__Task__: Look through the listing below and write out exactly the lines from the line with "let mut table = [[[None; 7]; 4]; 4];" to the line with "let vertical_rotated = rotate_cycle(vertical, z);", both included, and no others.

·····

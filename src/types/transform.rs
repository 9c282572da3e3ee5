//! Transform types for block and element rotations.

use super::Axis;

/// Placement rotation of a blockstate variant.
///
/// `z_steps` comes from the wrapper's `x` field and turns the model about
/// the east-west axis, `y_steps` comes from `y` and turns it about the
/// vertical axis. The X turn is applied first.
#[derive(Debug, Clone, Copy, Default, PartialEq, Eq, Hash)]
pub struct Orientation {
    /// Quarter turns about the east-west axis, 0..=3.
    pub z_steps: u8,
    /// Quarter turns about the vertical axis, 0..=3.
    pub y_steps: u8,
    /// If true, textures stay fixed in world space while the model turns.
    pub uvlock: bool,
}

impl Orientation {
    pub const IDENTITY: Orientation = Orientation {
        z_steps: 0,
        y_steps: 0,
        uvlock: false,
    };

    pub fn new(z_steps: u8, y_steps: u8, uvlock: bool) -> Self {
        Self {
            z_steps: z_steps % 4,
            y_steps: y_steps % 4,
            uvlock,
        }
    }

    /// Build from blockstate degrees. Only 90, 180 and 270 count as turns.
    pub fn from_degrees(x: i64, y: i64, uvlock: bool) -> Self {
        Self::new(degrees_to_steps(x), degrees_to_steps(y), uvlock)
    }

    /// Check if this is an identity transform (no rotation).
    pub fn is_identity(&self) -> bool {
        self.z_steps == 0 && self.y_steps == 0
    }

    /// Rigidly rotate a point of the unit cube about its center.
    ///
    /// Quarter turns are pure coordinate swaps, so the result is exact.
    pub fn rotate_point(&self, p: [f32; 3]) -> [f32; 3] {
        let [mut x, mut y, mut z] = p;
        for _ in 0..self.z_steps {
            (y, z) = (z, 1.0 - y);
        }
        for _ in 0..self.y_steps {
            (x, z) = (1.0 - z, x);
        }
        [x, y, z]
    }
}

fn degrees_to_steps(degrees: i64) -> u8 {
    match degrees {
        90 => 1,
        180 => 2,
        270 => 3,
        _ => 0,
    }
}

/// Element-level rotation from a model element.
#[derive(Debug, Clone, Copy, PartialEq)]
pub enum ElementRotation {
    /// One angle about one axis.
    Single {
        /// Pivot in 0-16 model units.
        origin: [f32; 3],
        axis: Axis,
        /// Angle in degrees.
        angle: f32,
        rescale: bool,
    },
    /// Angles about X, Y and Z applied in that order.
    Compound {
        origin: [f32; 3],
        angles: [f32; 3],
        rescale: bool,
    },
}

impl ElementRotation {
    /// Pivot converted to unit-cube coordinates.
    pub fn normalized_origin(&self) -> [f32; 3] {
        let origin = match self {
            ElementRotation::Single { origin, .. } | ElementRotation::Compound { origin, .. } => {
                origin
            }
        };
        [origin[0] / 16.0, origin[1] / 16.0, origin[2] / 16.0]
    }

    pub fn rescale(&self) -> bool {
        match self {
            ElementRotation::Single { rescale, .. } | ElementRotation::Compound { rescale, .. } => {
                *rescale
            }
        }
    }

    /// The rotation as a sequence of single-axis turns in radians, zero
    /// angles dropped.
    pub fn axis_steps(&self) -> Vec<(Axis, f32)> {
        match *self {
            ElementRotation::Single { axis, angle, .. } => {
                if angle == 0.0 {
                    Vec::new()
                } else {
                    vec![(axis, angle.to_radians())]
                }
            }
            ElementRotation::Compound { angles, .. } => [Axis::X, Axis::Y, Axis::Z]
                .into_iter()
                .zip(angles)
                .filter(|(_, angle)| *angle != 0.0)
                .map(|(axis, angle)| (axis, angle.to_radians()))
                .collect(),
        }
    }
}

/// Scale applied to the axes orthogonal to a rotation when rescaling.
pub fn rescale_factor(angle_radians: f32) -> f32 {
    1.0 / angle_radians.cos()
}

#[cfg(test)]
mod tests {
    use super::*;

    #[test]
    fn test_from_degrees() {
        let o = Orientation::from_degrees(90, 270, true);
        assert_eq!(o.z_steps, 1);
        assert_eq!(o.y_steps, 3);
        assert!(o.uvlock);
        assert!(Orientation::from_degrees(45, 360, false).is_identity());
    }

    #[test]
    fn test_rotate_point_y_moves_north_to_east() {
        let o = Orientation::new(0, 1, false);
        assert_eq!(o.rotate_point([0.5, 0.5, 0.0]), [1.0, 0.5, 0.5]);
    }

    #[test]
    fn test_rotate_point_x_moves_up_to_north() {
        let o = Orientation::new(1, 0, false);
        assert_eq!(o.rotate_point([0.5, 1.0, 0.5]), [0.5, 0.5, 0.0]);
    }

    #[test]
    fn test_four_turns_is_identity() {
        let p = [0.125, 0.25, 0.875];
        let mut q = p;
        let o = Orientation::new(1, 1, false);
        for _ in 0..4 {
            q = Orientation::new(0, 1, false).rotate_point(q);
        }
        assert_eq!(q, p);
        assert_ne!(o.rotate_point(p), p);
    }

    #[test]
    fn test_compound_axis_steps_skip_zero() {
        let rot = ElementRotation::Compound {
            origin: [8.0, 8.0, 8.0],
            angles: [0.0, 45.0, 0.0],
            rescale: false,
        };
        let steps = rot.axis_steps();
        assert_eq!(steps.len(), 1);
        assert_eq!(steps[0].0, Axis::Y);
        assert_eq!(rot.normalized_origin(), [0.5, 0.5, 0.5]);
    }
}
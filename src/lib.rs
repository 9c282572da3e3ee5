//! # Block Model Compiler
//!
//! Compiles Minecraft-style block and item model definitions into
//! direction-culled, atlas-mapped vertex geometry.
//!
//! ## Overview
//!
//! A load runs in one pass over one or more resource packs:
//!
//! 1. model documents are merged with their parent chains,
//! 2. every referenced texture is packed into atlas pages, which are handed
//!    to the rendering thread,
//! 3. each model is compiled once per placement orientation,
//! 4. blockstate and item documents assign that geometry to numeric ids.
//!
//! At mesh time, [`mesher::emit`] expands a compiled geometry into a
//! [`VertexBuffer`], applying cull flags, ambient occlusion and light.
//!
//! ## Quick Start
//!
//! ```ignore
//! use block_model_compiler::{CompilerConfig, EmitContext, ResourceManager, VertexBuffer};
//! use block_model_compiler::upload::{HeadlessUploader, RenderResourceOwner};
//!
//! let mut manager = ResourceManager::new(CompilerConfig::default());
//! manager.add_pack("path/to/pack")?;
//!
//! let (owner, queue) = RenderResourceOwner::new(HeadlessUploader);
//! std::thread::spawn(move || owner.run());
//! manager.build(&my_state_palette, &my_item_palette, &queue)?;
//!
//! let stone = manager.state_model(1)?.expect("stone is covered");
//! let mut buffer = VertexBuffer::default();
//! let ctx = EmitContext::at([4.0, 64.0, 9.0]).with_cull_flags(0b000001);
//! let end = stone.choose(seed).unwrap().emit(&ctx, &mut buffer, 0);
//! ```

pub mod atlas;
pub mod error;
pub mod manager;
pub mod mesher;
pub mod resolver;
pub mod resource_pack;
pub mod types;
pub mod upload;

pub use atlas::{AtlasBuilder, TextureAtlas};
pub use error::{CompileError, Result};
pub use manager::{CompilerConfig, ResourceManager};
pub use mesher::{compile, emit, CompiledGeometry, EmitContext, ExtraVertexFormat, LightSamples, VertexBuffer};
pub use resolver::{BlockStateModel, ItemModel, StateGeometry};
pub use resource_pack::{FileTables, Model};
pub use types::{
    BlockStatePalette, CullDirection, Direction, ItemPalette, ItemTable, Orientation, RenderType, ResourceLocation,
    StatePalette,
};
pub use upload::{AtlasUploader, RenderResourceOwner, UploadQueue};
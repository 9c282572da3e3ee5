//! Texture atlas builder using greedy paging and shelf packing.

use super::mipmap;
use super::{AtlasEntry, AtlasPage, AtlasRect, TextureAtlas, DEFAULT_ATLAS_SIZE, DEFAULT_FILL_RATIO};
use crate::error::{CompileError, Result};
use crate::resource_pack::TextureData;
use crate::types::ResourceLocation;
use image::{imageops, RgbaImage};
use std::collections::HashMap;

/// Builder for creating texture atlases.
///
/// The three reserved textures (blank, empty, missing) are always packed
/// first, followed by added textures in insertion order.
pub struct AtlasBuilder {
    size: u32,
    fill_ratio: f32,
    mipmap_levels: u32,
    textures: Vec<(ResourceLocation, TextureData)>,
    slots: HashMap<ResourceLocation, usize>,
}

impl Default for AtlasBuilder {
    fn default() -> Self {
        Self::new(DEFAULT_ATLAS_SIZE, DEFAULT_FILL_RATIO)
    }
}

impl AtlasBuilder {
    /// Create a new atlas builder.
    pub fn new(size: u32, fill_ratio: f32) -> Self {
        let textures = vec![
            (ResourceLocation::blank_texture(), TextureData::blank()),
            (ResourceLocation::empty_texture(), TextureData::empty()),
            (ResourceLocation::missing_texture(), TextureData::missing()),
        ];
        let slots = textures
            .iter()
            .enumerate()
            .map(|(slot, (id, _))| (id.clone(), slot))
            .collect();
        Self {
            size: size.max(1),
            fill_ratio,
            mipmap_levels: 0,
            textures,
            slots,
        }
    }

    /// Number of mip levels generated per page, 0 for none.
    pub fn with_mipmaps(mut self, levels: u32) -> Self {
        self.mipmap_levels = levels;
        self
    }

    /// Add a texture to the atlas. Re-adding an id replaces the texture.
    pub fn add_texture(&mut self, id: ResourceLocation, texture: TextureData) {
        match self.slots.get(&id) {
            Some(&slot) => {
                log::warn!("Texture {} added twice, keeping the later one", id);
                self.textures[slot].1 = texture;
            }
            None => {
                self.slots.insert(id.clone(), self.textures.len());
                self.textures.push((id, texture));
            }
        }
    }

    pub fn len(&self) -> usize {
        self.textures.len()
    }

    pub fn is_empty(&self) -> bool {
        self.textures.is_empty()
    }

    /// Pack everything into pages.
    pub fn build(self) -> Result<TextureAtlas> {
        let size = self.size;
        let max_volume = (size as f64 * size as f64 * self.fill_ratio as f64) as u64;

        let mut textures = self.textures;
        let mut pages = Vec::new();
        let mut entries = HashMap::new();
        let mut start = 0;

        while start < textures.len() {
            // Take textures while the projected fill stays under the threshold.
            let mut end = start;
            let mut volume = 0u64;
            while end < textures.len() {
                volume += textures[end].1.area();
                if volume >= max_volume {
                    break;
                }
                end += 1;
            }

            if end == start {
                // Too large to share a page; shrink it onto its own.
                let (id, texture) = &textures[start];
                if texture.width() > size || texture.height() > size {
                    log::warn!(
                        "Texture {} ({}x{}) exceeds the atlas page, scaling down",
                        id,
                        texture.width(),
                        texture.height()
                    );
                }
                textures[start].1 = textures[start].1.fit_within(size);
                end = start + 1;
            }

            // Whatever the packer cannot place moves on to the next page.
            let placements = loop {
                let group: Vec<&TextureData> = textures[start..end].iter().map(|(_, t)| t).collect();
                if let Some(placements) = pack_page(&group, size) {
                    break placements;
                }
                if end - start == 1 {
                    return Err(CompileError::AtlasBuild(format!(
                        "Texture {} does not fit a {}x{} page",
                        textures[start].0, size, size
                    )));
                }
                end -= 1;
            };

            let page_index = pages.len() as u32;
            let mut image = RgbaImage::new(size, size);
            for (offset, (x, y)) in placements.iter().enumerate() {
                let (id, texture) = &textures[start + offset];
                imageops::replace(&mut image, &texture.image, *x as i64, *y as i64);

                let bounds = AtlasRect {
                    x: *x as f32 / size as f32,
                    y: *y as f32 / size as f32,
                    width: texture.width() as f32 / size as f32,
                    height: texture.height() as f32 / size as f32,
                };
                entries.insert(
                    id.clone(),
                    AtlasEntry {
                        page: page_index,
                        bounds,
                        animation: texture.animation,
                    },
                );
            }

            let mips = mipmap::generate_chain(&image, self.mipmap_levels);
            pages.push(AtlasPage { image, mips });

            log::debug!(
                "Atlas page {} holds {} textures",
                page_index,
                end - start
            );
            start = end;
        }

        log::info!(
            "Built atlas: {} textures on {} page(s) of {}x{}",
            entries.len(),
            pages.len(),
            size,
            size
        );

        Ok(TextureAtlas::from_parts(size, pages, entries))
    }
}

/// Place textures on one page, returning the top-left corner of each.
///
/// Packs into the smallest power-of-two square that fits, so a sparse last
/// page keeps its textures together in the top-left corner; the caller
/// normalizes against the full page size, which is the same as scaling the
/// rectangles of the smaller square.
fn pack_page(textures: &[&TextureData], max_size: u32) -> Option<Vec<(u32, u32)>> {
    let total_area: u64 = textures.iter().map(|t| t.area()).sum();
    let min_size = (total_area as f64).sqrt().ceil() as u32;

    let mut size = 16u32;
    while size < min_size && size < max_size {
        size *= 2;
    }
    let mut size = size.min(max_size);

    loop {
        if let Some(placements) = try_pack(textures, size) {
            return Some(placements);
        }
        if size >= max_size {
            return None;
        }
        size = (size * 2).min(max_size);
    }
}

/// Shelf packing, tallest textures first.
fn try_pack(textures: &[&TextureData], atlas_size: u32) -> Option<Vec<(u32, u32)>> {
    let mut order: Vec<usize> = (0..textures.len()).collect();
    order.sort_by(|a, b| textures[*b].height().cmp(&textures[*a].height()));

    let mut placements = vec![(0u32, 0u32); textures.len()];
    let mut current_x = 0u32;
    let mut current_y = 0u32;
    let mut row_height = 0u32;

    for index in order {
        let texture = textures[index];
        let (width, height) = (texture.width(), texture.height());

        // Check if we need to start a new row
        if current_x + width > atlas_size {
            current_x = 0;
            current_y += row_height;
            row_height = 0;
        }

        if width > atlas_size || current_y + height > atlas_size {
            return None;
        }

        placements[index] = (current_x, current_y);
        current_x += width;
        row_height = row_height.max(height);
    }

    Some(placements)
}
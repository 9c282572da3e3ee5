//! Orientation lookup tables.
//!
//! A blockstate variant can place one model in 16 (z, y) quarter-turn
//! combinations. Two tables are derived here, once per process:
//!
//! - where each authored face direction ends up (the cull remap), and
//! - how many extra quarter turns a face's texture area needs so that a
//!   uv-locked texture stays put in world space.

use super::{CullDirection, Direction, Orientation};
use std::sync::OnceLock;

/// Remapped cull direction per orientation, indexed `[z][y][bucket]`.
type CullTable = [[[CullDirection; 7]; 4]; 4];

/// Extra UV area rotation per orientation, indexed `[z][y][face]`.
type UvLockTable = [[[u8; 6]; 4]; 4];

static CULL_TABLE: OnceLock<CullTable> = OnceLock::new();
static UV_LOCK_TABLE: OnceLock<UvLockTable> = OnceLock::new();

/// Where a face pointing `dir` ends up after the orientation is applied.
/// `None` is orientation-invariant.
pub fn remap_cull(orientation: Orientation, dir: CullDirection) -> CullDirection {
    let table = CULL_TABLE.get_or_init(build_cull_table);
    table[orientation.z_steps as usize % 4][orientation.y_steps as usize % 4][dir.index()]
}

/// Extra quarter turns of texture area for a face, honoring the lock flag.
///
/// Returns 0 unless the orientation requests uv lock and actually rotates.
pub fn uv_lock_rotation(orientation: Orientation, face: Direction) -> u8 {
    if !orientation.uvlock || orientation.is_identity() {
        return 0;
    }
    let table = UV_LOCK_TABLE.get_or_init(build_uv_lock_table);
    table[orientation.z_steps as usize % 4][orientation.y_steps as usize % 4][face_slot(face)]
}

fn face_slot(face: Direction) -> usize {
    match face {
        Direction::Down => 0,
        Direction::Up => 1,
        Direction::North => 2,
        Direction::South => 3,
        Direction::West => 4,
        Direction::East => 5,
    }
}

fn rotate_cycle<const N: usize>(cycle: [CullDirection; N], steps: usize) -> [CullDirection; N] {
    let mut rotated = cycle;
    for (i, slot) in rotated.iter_mut().enumerate() {
        *slot = cycle[(i + steps) % N];
    }
    rotated
}

fn apply_cycle(from: &[CullDirection; 4], to: &[CullDirection; 4], dir: CullDirection) -> CullDirection {
    from.iter()
        .position(|d| *d == dir)
        .map(|i| to[i])
        .unwrap_or(dir)
}

fn build_cull_table() -> CullTable {
    use CullDirection::*;

    let horizontal = [North, East, South, West];
    let mut table = [[[None; 7]; 4]; 4];

    for y in 0..4 {
        let horizontal_rotated = rotate_cycle(horizontal, y);
        // Turning about the east-west axis once the horizontal ring moved.
        let vertical = [horizontal_rotated[0], Down, horizontal_rotated[2], Up];

        for z in 0..4 {
            let vertical_rotated = rotate_cycle(vertical, z);

            for dir in CullDirection::ALL {
                let after_y = apply_cycle(&horizontal, &horizontal_rotated, dir);
                table[z][y][dir.index()] = apply_cycle(&vertical, &vertical_rotated, after_y);
            }
        }
    }

    table
}

fn build_uv_lock_table() -> UvLockTable {
    let mut table = [[[0u8; 6]; 4]; 4];

    for y in 0..4i32 {
        for z in 0..4 {
            // Rotation the mesh turn currently applies to each face's texture.
            let mut local = [0i32; 6];
            let mut set = |face: Direction, value: i32| local[face_slot(face)] = value;

            match z {
                0 => {
                    set(Direction::Up, y);
                    set(Direction::Down, -y);
                }
                1 => {
                    set(Direction::Up, 2);
                    set(Direction::Down, 0);
                    set(Direction::West, -1);
                    set(Direction::East, 1);
                    set(Direction::South, y);
                    set(Direction::North, -y + 2);
                }
                2 => {
                    set(Direction::Up, -y);
                    set(Direction::Down, y);
                    set(Direction::West, 2);
                    set(Direction::East, 2);
                    set(Direction::South, 2);
                    set(Direction::North, 2);
                }
                _ => {
                    set(Direction::Up, 0);
                    set(Direction::Down, 2);
                    set(Direction::West, 1);
                    set(Direction::East, -1);
                    set(Direction::South, -y);
                    set(Direction::North, y + 2);
                }
            }

            for (slot, raw) in local.iter().enumerate() {
                // Cancel the turn; raw is in -3..=5 so the sum stays positive.
                table[z][y as usize][slot] = ((8 - raw) % 4) as u8;
            }
        }
    }

    table
}
//! Mesh emission: expand compiled geometry into a vertex buffer.

use super::ao::{face_corner_ao, in_block_corner_ao, sample_vertex_ao};
use super::buffer::VertexBuffer;
use super::geometry::{CompiledGeometry, GeometryBucket};
use super::lighting::{block_normal_bits, pack_extra, ExtraVertexFormat, LightSamples, CROSS_NORMAL_BITS};
use crate::atlas::mipmap::srgb_to_linear;
use crate::types::CullDirection;

/// Colour of untinted vertices.
pub const DEFAULT_COLOR: [f32; 3] = [1.0, 1.0, 1.0];

/// Per-block inputs of one emission.
#[derive(Debug, Clone, Copy, PartialEq)]
pub struct EmitContext {
    /// Added to every position.
    pub offset: [f32; 3],
    /// Bit `i` enables the directional bucket `i + 1`.
    pub cull_flags: u8,
    /// 27-cell occlusion mask, see [`super::ao::mask_index`].
    pub occlusion_mask: u32,
    /// 0 disables AO.
    pub ao_intensity: f32,
    pub lights: LightSamples,
    /// sRGB colour for tinted faces.
    pub tint: [f32; 3],
    pub format: ExtraVertexFormat,
}

impl Default for EmitContext {
    fn default() -> Self {
        Self {
            offset: [0.0; 3],
            cull_flags: 0b111111,
            occlusion_mask: 0,
            ao_intensity: 0.0,
            lights: LightSamples::default(),
            tint: DEFAULT_COLOR,
            format: ExtraVertexFormat::Light,
        }
    }
}

impl EmitContext {
    pub fn at(offset: [f32; 3]) -> Self {
        Self {
            offset,
            ..Default::default()
        }
    }

    pub fn with_cull_flags(mut self, cull_flags: u8) -> Self {
        self.cull_flags = cull_flags;
        self
    }

    pub fn with_occlusion(mut self, mask: u32, intensity: f32) -> Self {
        self.occlusion_mask = mask;
        self.ao_intensity = intensity;
        self
    }

    pub fn with_lights(mut self, lights: LightSamples) -> Self {
        self.lights = lights;
        self
    }

    pub fn with_tint(mut self, tint: [f32; 3]) -> Self {
        self.tint = tint;
        self
    }

    pub fn with_format(mut self, format: ExtraVertexFormat) -> Self {
        self.format = format;
        self
    }
}

/// Write a block's vertices starting at `vertex_offset`, returning the
/// offset past the last one. The buffer grows if it is too short.
///
/// The never-culled bucket is always written, then each directional bucket
/// whose flag is set.
pub fn emit(
    geometry: &CompiledGeometry,
    ctx: &EmitContext,
    buffer: &mut VertexBuffer,
    vertex_offset: usize,
) -> usize {
    buffer.ensure_len(vertex_offset + geometry.vertex_count(ctx.cull_flags));
    let mut cursor = vertex_offset;

    let none = geometry.bucket(CullDirection::None);
    for (quad, facing) in geometry.no_cull_dirs().iter().enumerate() {
        let corners = in_block_corner_ao(*facing, ctx.occlusion_mask, ctx.ao_intensity);
        for i in quad * 4..(quad * 4 + 4).min(none.len()) {
            write_vertex(none, i, *facing, CullDirection::None, corners, ctx, buffer, cursor);
            cursor += 1;
        }
    }

    for dir in CullDirection::DIRECTIONAL {
        if !dir.flag().is_some_and(|bit| ctx.cull_flags & bit != 0) {
            continue;
        }
        let bucket = geometry.bucket(dir);
        if bucket.is_empty() {
            continue;
        }
        let corners = face_corner_ao(dir, ctx.occlusion_mask, ctx.ao_intensity);
        for i in 0..bucket.len() {
            write_vertex(bucket, i, dir, dir, corners, ctx, buffer, cursor);
            cursor += 1;
        }
    }

    cursor
}

#[allow(clippy::too_many_arguments)]
fn write_vertex(
    bucket: &GeometryBucket,
    i: usize,
    ao_dir: CullDirection,
    light_dir: CullDirection,
    ao_corners: [f32; 4],
    ctx: &EmitContext,
    buffer: &mut VertexBuffer,
    index: usize,
) {
    let pos = bucket.positions[i];
    let light = ctx.lights.vertex_light(light_dir, pos);

    let base = if bucket.tints[i] >= 0 { ctx.tint } else { DEFAULT_COLOR };
    let ao = if ctx.ao_intensity > 0.0 {
        sample_vertex_ao(ao_dir, ao_corners, pos, light)
    } else {
        1.0
    };
    let [r, g, b] = base.map(|c| srgb_to_linear(c) * ao);

    let extra = match ctx.format {
        ExtraVertexFormat::Light => light,
        ExtraVertexFormat::LightBlockNormal => pack_extra(light, block_normal_bits(pos, ctx.occlusion_mask)),
        ExtraVertexFormat::LightCrossNormal => pack_extra(light, CROSS_NORMAL_BITS),
    };

    buffer.write(
        index,
        add(pos, ctx.offset),
        bucket.uvs[i],
        bucket.uv_anims[i],
        [r, g, b, extra],
    );
}

/// Positions only, for collision meshes. Same bucket selection as [`emit`].
pub fn emit_collider(
    geometry: &CompiledGeometry,
    offset: [f32; 3],
    cull_flags: u8,
    positions: &mut Vec<[f32; 3]>,
    vertex_offset: usize,
) -> usize {
    let end = vertex_offset + geometry.vertex_count(cull_flags);
    if positions.len() < end {
        positions.resize(end, [0.0; 3]);
    }

    let mut cursor = vertex_offset;
    for dir in CullDirection::ALL {
        if !dir.flag().map_or(true, |bit| cull_flags & bit != 0) {
            continue;
        }
        for pos in &geometry.bucket(dir).positions {
            positions[cursor] = add(*pos, offset);
            cursor += 1;
        }
    }
    cursor
}

/// [`emit`] followed by copying the new positions into a collider array.
pub fn emit_with_collider(
    geometry: &CompiledGeometry,
    ctx: &EmitContext,
    buffer: &mut VertexBuffer,
    vertex_offset: usize,
    collider: &mut Vec<[f32; 3]>,
    collider_offset: usize,
) -> (usize, usize) {
    let end = emit(geometry, ctx, buffer, vertex_offset);
    let count = end - vertex_offset;

    if collider.len() < collider_offset + count {
        collider.resize(collider_offset + count, [0.0; 3]);
    }
    collider[collider_offset..collider_offset + count].copy_from_slice(&buffer.positions[vertex_offset..end]);

    (end, collider_offset + count)
}

fn add(a: [f32; 3], b: [f32; 3]) -> [f32; 3] {
    [a[0] + b[0], a[1] + b[1], a[2] + b[2]]
}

·····

__Problem solution__:
    let mut table = [[[None; 7]; 4]; 4];

    for y in 0..4 {
        let horizontal_rotated = rotate_cycle(horizontal, y);
        // Turning about the east-west axis once the horizontal ring moved.
        let vertical = [horizontal_rotated[0], Down, horizontal_rotated[2], Up];

        for z in 0..4 {
            let vertical_rotated = rotate_cycle(vertical, z);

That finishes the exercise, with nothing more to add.